Você sabe o que as marcas A Fórmula, Pasta Fast, Nunes Calçados, Quanto Prima, Yan Ping, Trudys, Jornal do Síndico, CTO – Ortodontia e Ortopedia Facial, Tutti Bijoux, Plaka 7 e Elementais têm em comum? Todas elas são empresas que nasceram na Bahia e se transformaram em redes de franquias. O Estado é o nono  a oferecer mais  franqueadoras em todo o País e esta modalidade está sendo cada vez mais procurada por empresas que pretendem expandir seus negócios.

“Entre junho e dezembro de 2008, tivemos um crescimento de 10% no número de franqueadoras no Brasil, mesmo em meio à crise. Isso mostra que muitas empresas estão buscando o sistema de franquias como forma de alavancar o crescimento”, destaca Rogério Feijó, gerente de relacionamento da ABF – Associação Brasileira de Franchising.

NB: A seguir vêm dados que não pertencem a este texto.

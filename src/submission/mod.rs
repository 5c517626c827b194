//! Task submission.
//!
//! Submitting a task registers its [`TaskInfo`], then publishes one envelope
//! per record to the entry topic of its topology. Records are spread over
//! partitions by routing key, so records of one object stay in order.

pub mod source;

pub use source::{DatasetRevisionSource, RecordSource, ResourceListSource, SourceRecord};

use futures::TryStreamExt;
use std::collections::HashMap;
use std::sync::Arc;
use thiserror::Error;
use tracing::{error, info, warn};

use crate::envelope::{params, RecordEnvelope};
use crate::error::StoreError;
use crate::pipeline::Topology;
use crate::queue::MessageQueue;
use crate::retry::{RetryError, RetryExecutor};
use crate::step::StepError;
use crate::task::{Task, TaskId, TaskInfo, UNKNOWN_RECORD_COUNT};
use crate::tracker::TaskStatusTracker;

/// Error returned when a task cannot be submitted.
#[derive(Error, Debug)]
pub enum SubmitError {
    #[error("unknown topology: {0}")]
    UnknownTopology(String),

    #[error("task {0} already exists; resubmit it with restart to replace it")]
    AlreadyExists(TaskId),

    /// The previous task could not be read. Not-found is not an error.
    #[error("cannot look up previous task {task_id}: {source}")]
    PreviousTaskLookup {
        task_id: TaskId,
        #[source]
        source: RetryError,
    },

    #[error("task tracker error: {0}")]
    Tracker(#[from] StoreError),

    #[error("cannot list records of task {task_id}: {source}")]
    Source {
        task_id: TaskId,
        #[source]
        source: StepError,
    },

    #[error("cannot publish records of task {task_id}: {source}")]
    Publish {
        task_id: TaskId,
        #[source]
        source: StoreError,
    },
}

/// Summary of an accepted task.
#[derive(Debug, Clone, PartialEq, Eq)]
pub struct Submission {
    pub task_id: TaskId,
    pub topic: String,
    pub published: u64,
    pub expected_records: i64,
}

/// Accepts tasks and feeds their records into topologies.
pub struct TaskSubmitter {
    tracker: TaskStatusTracker,
    queue: Arc<dyn MessageQueue>,
    topologies: HashMap<String, Arc<Topology>>,
    source: Arc<dyn RecordSource>,
    retry: RetryExecutor,
    owner: Option<String>,
}

impl TaskSubmitter {
    pub fn new(tracker: TaskStatusTracker, queue: Arc<dyn MessageQueue>) -> Self {
        Self {
            tracker,
            queue,
            topologies: HashMap::new(),
            source: Arc::new(ResourceListSource),
            retry: RetryExecutor::default(),
            owner: None,
        }
    }

    /// Register a topology tasks can be submitted to.
    pub fn topology(mut self, topology: Arc<Topology>) -> Self {
        self.topologies.insert(topology.name().to_string(), topology);
        self
    }

    /// Set where task records are read from.
    pub fn with_source(mut self, source: impl RecordSource + 'static) -> Self {
        self.source = Arc::new(source);
        self
    }

    /// Set the retry executor for tracker lookups.
    pub fn with_retry(mut self, retry: RetryExecutor) -> Self {
        self.retry = retry;
        self
    }

    /// Record `owner` as the run processing submitted tasks.
    pub fn owned_by(mut self, owner: impl Into<String>) -> Self {
        self.owner = Some(owner.into());
        self
    }

    /// Records a chained task can expect: what its previous task forwarded.
    ///
    /// A missing, malformed or unknown previous task id gives
    /// [`UNKNOWN_RECORD_COUNT`]; only a failed lookup is an error.
    pub async fn expected_from_previous(&self, task: &Task) -> Result<i64, SubmitError> {
        let Some(raw) = task.parameter(params::PREVIOUS_TASK_ID) else {
            warn!(task_id = %task.id, "No previous task id, expected record count unknown");
            return Ok(UNKNOWN_RECORD_COUNT);
        };
        let Ok(previous) = raw.trim().parse::<i64>().map(TaskId) else {
            warn!(task_id = %task.id, previous = raw, "Malformed previous task id");
            return Ok(UNKNOWN_RECORD_COUNT);
        };

        let info = self
            .retry
            .execute(&format!("Error while reading task {previous}"), move || async move {
                self.tracker
                    .get_task_info(previous)
                    .await
                    .map_err(StepError::from)
            })
            .await
            .map_err(|source| SubmitError::PreviousTaskLookup {
                task_id: previous,
                source,
            })?;

        match info {
            Some(info) => Ok(info.forwarded_records()),
            None => {
                warn!(task_id = %task.id, %previous, "Previous task not found");
                Ok(UNKNOWN_RECORD_COUNT)
            }
        }
    }

    /// Submit a task.
    ///
    /// Nothing is published unless the task was registered. Once it is,
    /// a failure to list or publish its records fails the task.
    pub async fn submit(&self, task: &Task) -> Result<Submission, SubmitError> {
        let topology = self
            .topologies
            .get(&task.topology)
            .ok_or_else(|| SubmitError::UnknownTopology(task.topology.clone()))?;

        let expected = if topology.is_chained() {
            self.expected_from_previous(task).await?
        } else {
            UNKNOWN_RECORD_COUNT
        };

        let mut info = TaskInfo::new(task.id, topology.name(), expected);
        info.owner = self.owner.clone();
        match self.tracker.register(&info, task.restart).await {
            Ok(()) => {}
            Err(StoreError::AlreadyExists(_)) => return Err(SubmitError::AlreadyExists(task.id)),
            Err(e) => return Err(e.into()),
        }
        self.tracker.start(task.id).await?;
        info!(
            task_id = %task.id,
            topology = topology.name(),
            expected,
            restart = task.restart,
            "Submitting task"
        );

        let published = match self.publish_records(task, topology).await {
            Ok(published) => published,
            Err(err) => {
                let reason = err.to_string();
                if let Err(e) = self.tracker.fail_task(task.id, &reason).await {
                    error!(task_id = %task.id, error = %e, "Cannot mark task failed");
                }
                return Err(err);
            }
        };

        let expected_records = if expected == UNKNOWN_RECORD_COUNT {
            published as i64
        } else {
            expected
        };
        // Completes a task whose records were all accounted for while publishing,
        // or that had none to publish.
        self.tracker
            .set_expected_records(task.id, expected_records)
            .await?;

        info!(task_id = %task.id, published, expected_records, "Task submitted");
        Ok(Submission {
            task_id: task.id,
            topic: topology.entry_topic(),
            published,
            expected_records,
        })
    }

    async fn publish_records(&self, task: &Task, topology: &Topology) -> Result<u64, SubmitError> {
        let topic = topology.entry_topic();
        let mut records = self.source.records(task);
        let mut published = 0u64;

        while let Some(record) = records
            .try_next()
            .await
            .map_err(|source| SubmitError::Source {
                task_id: task.id,
                source,
            })?
        {
            let mut envelope = RecordEnvelope::for_task(task, record.resource);
            if let Some(key) = record.routing_key {
                envelope.set_parameter(params::ROUTING_KEY, key);
            }
            if record.deleted {
                envelope.set_parameter(params::MARKED_DELETED, "true");
            }
            let partition = topology.partition_for(&envelope);
            self.queue
                .publish(&topic, partition, &envelope)
                .await
                .map_err(|source| SubmitError::Publish {
                    task_id: task.id,
                    source,
                })?;
            published += 1;
        }

        Ok(published)
    }
}
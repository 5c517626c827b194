//! Task progress tracking.
//!
//! [`TaskStatusTracker`] is the only writer of task state. Pipeline workers
//! report one outcome per record; each report is an atomic counter bump
//! followed by a completion check, so concurrent workers never lose updates.

pub mod memory;
pub mod notification;
pub mod store;

#[cfg(feature = "sqlite")]
pub mod sqlite_store;

pub use memory::InMemoryTaskInfoStore;
pub use notification::{InMemoryNotifications, Notification, NotificationSink, RecordState};
pub use store::{Counter, TaskInfoStore, ACTIVE_STATES};

#[cfg(feature = "sqlite")]
pub use notification::SqliteNotifications;
#[cfg(feature = "sqlite")]
pub use sqlite_store::SqliteTaskInfoStore;

use std::sync::Arc;
use tracing::{debug, info, warn};

use crate::error::StoreError;
use crate::step::RecordError;
use crate::task::{TaskId, TaskInfo, TaskState};

/// Records per-record outcomes and derives task state from them.
#[derive(Clone)]
pub struct TaskStatusTracker {
    store: Arc<dyn TaskInfoStore>,
    notifications: Arc<dyn NotificationSink>,
}

impl TaskStatusTracker {
    pub fn new(store: Arc<dyn TaskInfoStore>, notifications: Arc<dyn NotificationSink>) -> Self {
        Self {
            store,
            notifications,
        }
    }

    /// Tracker backed by process memory.
    pub fn in_memory() -> Self {
        Self::new(
            Arc::new(InMemoryTaskInfoStore::new()),
            Arc::new(InMemoryNotifications::new()),
        )
    }

    pub fn notifications(&self) -> &Arc<dyn NotificationSink> {
        &self.notifications
    }

    pub async fn get_task_info(&self, id: TaskId) -> Result<Option<TaskInfo>, StoreError> {
        self.store.find_by_id(id).await
    }

    pub async fn list_by_state(&self, states: &[TaskState]) -> Result<Vec<TaskInfo>, StoreError> {
        self.store.list_by_state(states).await
    }

    /// Store the initial record of a task.
    ///
    /// With `replace`, an existing record under the same id is overwritten.
    pub async fn register(&self, info: &TaskInfo, replace: bool) -> Result<(), StoreError> {
        if replace {
            self.store.upsert(info).await
        } else {
            self.store.insert(info).await
        }
    }

    /// Mark a pending task as running.
    pub async fn start(&self, id: TaskId) -> Result<bool, StoreError> {
        self.store
            .transition(
                id,
                &[TaskState::Pending],
                TaskState::CurrentlyProcessing,
                "The task is in progress",
            )
            .await
    }

    /// Set the expected count and re-check completion.
    pub async fn set_expected_records(&self, id: TaskId, expected: i64) -> Result<(), StoreError> {
        self.store.set_expected(id, expected).await?;
        self.evaluate(id).await?;
        Ok(())
    }

    pub async fn record_processed(&self, id: TaskId) -> Result<Option<TaskState>, StoreError> {
        self.bump(id, Counter::Processed).await
    }

    /// Publish the failure and count it against its task.
    pub async fn record_error(&self, err: &RecordError) -> Result<Option<TaskState>, StoreError> {
        debug!(task_id = %err.task_id, resource = %err.resource, error = %err.message, "Record failed");
        self.notifications.notify(Notification::error(err)).await?;
        self.bump(err.task_id, Counter::Errors).await
    }

    pub async fn record_deleted(
        &self,
        id: TaskId,
        resource: &str,
    ) -> Result<Option<TaskState>, StoreError> {
        self.notifications
            .notify(Notification::deleted(id, resource))
            .await?;
        self.bump(id, Counter::Deleted).await
    }

    pub async fn record_post_processed(&self, id: TaskId) -> Result<Option<TaskState>, StoreError> {
        self.bump(id, Counter::PostProcessed).await
    }

    /// Note a condition that prevents the task from succeeding.
    ///
    /// Processing continues; the task ends as failed once its records are
    /// accounted for.
    pub async fn record_fatal(&self, id: TaskId, reason: &str) -> Result<Option<TaskState>, StoreError> {
        warn!(task_id = %id, reason, "Fatal task condition recorded");
        self.store.record_fatal(id, reason).await?;
        self.evaluate(id).await
    }

    /// Cancel a task. In-flight records are not interrupted.
    pub async fn drop_task(&self, id: TaskId, reason: &str) -> Result<bool, StoreError> {
        let dropped = self
            .store
            .transition(id, ACTIVE_STATES, TaskState::Dropped, reason)
            .await?;
        if dropped {
            info!(task_id = %id, reason, "Task dropped");
        }
        Ok(dropped)
    }

    /// Fail a task immediately.
    pub async fn fail_task(&self, id: TaskId, reason: &str) -> Result<bool, StoreError> {
        let failed = self
            .store
            .transition(id, ACTIVE_STATES, TaskState::Failed, reason)
            .await?;
        if failed {
            warn!(task_id = %id, reason, "Task failed");
        }
        Ok(failed)
    }

    pub async fn is_dropped(&self, id: TaskId) -> Result<bool, StoreError> {
        Ok(self
            .store
            .find_by_id(id)
            .await?
            .is_some_and(|t| t.state == TaskState::Dropped))
    }

    async fn bump(&self, id: TaskId, counter: Counter) -> Result<Option<TaskState>, StoreError> {
        if !self.store.increment(id, counter).await? {
            debug!(task_id = %id, ?counter, "Ignoring outcome for inactive task");
            return Ok(None);
        }
        self.evaluate(id).await
    }

    async fn evaluate(&self, id: TaskId) -> Result<Option<TaskState>, StoreError> {
        let finished = self.store.complete_if_finished(id).await?;
        if let Some(state) = finished {
            info!(task_id = %id, %state, "Task finished");
        }
        Ok(finished)
    }
}
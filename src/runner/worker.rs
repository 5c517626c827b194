//! Worker consuming one partition of one stage topic.

use std::sync::Arc;
use tracing::{debug, error};

use crate::error::StoreError;
use crate::pipeline::{run_stage, Topology};
use crate::queue::{Delivery, MessageQueue};
use crate::step::Outcome;
use crate::tracker::TaskStatusTracker;

/// Runs one stage over the messages of one partition.
///
/// A message is acknowledged only after its outcome was recorded: published
/// to the next stage, or counted by the tracker. Failing to record it, or a
/// crash in between, leads to redelivery.
pub struct StageWorker {
    topology: Arc<Topology>,
    stage_index: usize,
    partition: u32,
    topic: String,
    next_topic: Option<String>,
    queue: Arc<dyn MessageQueue>,
    tracker: TaskStatusTracker,
    batch_size: usize,
}

impl StageWorker {
    /// Worker for the stage at `stage_index`, or `None` if there is none.
    pub fn new(
        topology: Arc<Topology>,
        stage_index: usize,
        partition: u32,
        queue: Arc<dyn MessageQueue>,
        tracker: TaskStatusTracker,
        batch_size: usize,
    ) -> Option<Self> {
        let topic = topology.topic_for(stage_index)?;
        let next_topic = topology.topic_for(stage_index + 1);
        Some(Self {
            topology,
            stage_index,
            partition,
            topic,
            next_topic,
            queue,
            tracker,
            batch_size: batch_size.max(1),
        })
    }

    pub fn topic(&self) -> &str {
        &self.topic
    }

    pub fn partition(&self) -> u32 {
        self.partition
    }

    /// Claim one batch and handle it. Returns the number of messages acknowledged.
    ///
    /// A message whose outcome cannot be recorded is released, so a later
    /// poll delivers it again.
    pub async fn poll_once(&self) -> Result<usize, StoreError> {
        let deliveries = self
            .queue
            .claim(&self.topic, self.partition, self.batch_size)
            .await?;

        let mut acked = 0;
        for delivery in deliveries {
            let id = delivery.id;
            match self.handle(delivery).await {
                Ok(()) => acked += 1,
                Err(e) => {
                    error!(
                        topic = %self.topic,
                        partition = self.partition,
                        message_id = id.0,
                        error = %e,
                        "Cannot record outcome, releasing message"
                    );
                    if let Err(e) = self.queue.release(id).await {
                        error!(message_id = id.0, error = %e, "Cannot release message");
                    }
                }
            }
        }
        Ok(acked)
    }

    async fn handle(&self, delivery: Delivery) -> Result<(), StoreError> {
        let envelope = delivery.envelope;
        let task_id = envelope.task_id;

        if self.tracker.is_dropped(task_id).await? {
            debug!(task_id = %task_id, resource = %envelope.resource, "Skipping record of dropped task");
            return self.queue.ack(delivery.id).await;
        }

        let stage = &self.topology.stages()[self.stage_index];
        match run_stage(stage.as_ref(), envelope).await {
            Outcome::Forward(envelope) => match &self.next_topic {
                Some(next) => {
                    let partition = self.topology.partition_for(&envelope);
                    self.queue.publish(next, partition, &envelope).await?;
                }
                None => {
                    self.tracker.record_processed(task_id).await?;
                }
            },
            Outcome::Error(err) => {
                self.tracker.record_error(&err).await?;
            }
            Outcome::Drop { task_id, resource } => {
                self.tracker.record_deleted(task_id, &resource).await?;
            }
        }

        self.queue.ack(delivery.id).await
    }
}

EXPANSÃO –  A creperia Mariposa completou cinco anos de existência em 2009, mas desde o ano de inauguração já recebia muitas propostas para franquear a marca. No final de 2007, já com quatro lojas abertas em Salvador, os sócios resolveram contratar uma empresa de consultoria para saber se a creperia tinha as características necessárias para se tornar uma franqueadora.

“Constatamos que a Mariposa poderia e deveria ser franqueada. A consultoria apontou que seria sensato pensar na instalação de 50 unidades em todo o País. Então, ao longo de 2008, desenvolvemos o nosso pacote de franquia, incluindo manuais e contratos. Ainda sem ter finalizado este pacote, inauguramos a primeira loja franqueada em Praia do Forte, pois não poderíamos perder o verão”, conta o sócio Júnior Mendonça.

Foram investidos R$ 80 mil para a formatação da franquia, processo que durou 14 meses. “Já iniciamos a nossa trajetória com o objetivo de virarmos referência em crepes no Brasil”, comemora Mendonça, que considera o modelo de franquias a forma mais rápida e menos onerosa de expansão. “Além disso é muito bom contar com a força de trabalho dos franqueados para a expansão e aperfeiçoamento do negócio”, avalia ele.

Com o título de primeiro restaurante de sanduíches da cidade, a Sanfilé também resolveu padronizar e franquear a sua marca. Os sócios investiram em torno de R$ 50 mil para fazer a formatação, que ainda está em andamento. “Nosso foco inicial é a Bahia. Pretendemos instalar unidades em cidades que tenham a partir de 250 mil habitantes”, avisa o sócio da Sanfilé, Rôni Cezar Vieira Bento.

Segundo ele, os desafios são muitos. “O primeiro é a questão da padronização, que é muito importante. Depois, o treinamento dos funcionários e a manutenção da qualidade do produto e do serviço, que está no mercado há  dez anos”, diz. Quem quiser abrir uma franquia da Sanfilé terá que investir entre
R$ 112 mil e R$ 145 mil.

Potencial  –  A Bahia também ostenta o primeiro lugar do Nordeste e o  sétimo em todo o País  em número de unidades franqueadas. “Isso mostra o potencial do Estado enquanto mercado consumidor e gerador de renda”, afirma Rogério Feijó. Quem acha que o investimento necessário para abrir uma unidade franqueada é sempre muito alto, está enganado. Os valores vão de R$ 3 mil a R$ 55 milhões (confira a relação de investimento por setor na página 3).

Mas é preciso ter cautela na hora de escolher a marca. Nem sempre franquia é sinônimo de sucesso. “O interessado precisa optar por segmentos que têm afinidade e é aconselhável que, pelo menos, 60% do investimento seja próprio”, diz Feijó. De acordo com o gerente de relacionamento da ABF, o índice de mortalidade das franquias é substancialmente menor do que o das empresas tradicionais. “Enquanto o índice de fechamento de uma franquia é de 5% no primeiro ano, o negócio tradicional tem taxa de mortalidade de 50%”, afirma Feijó.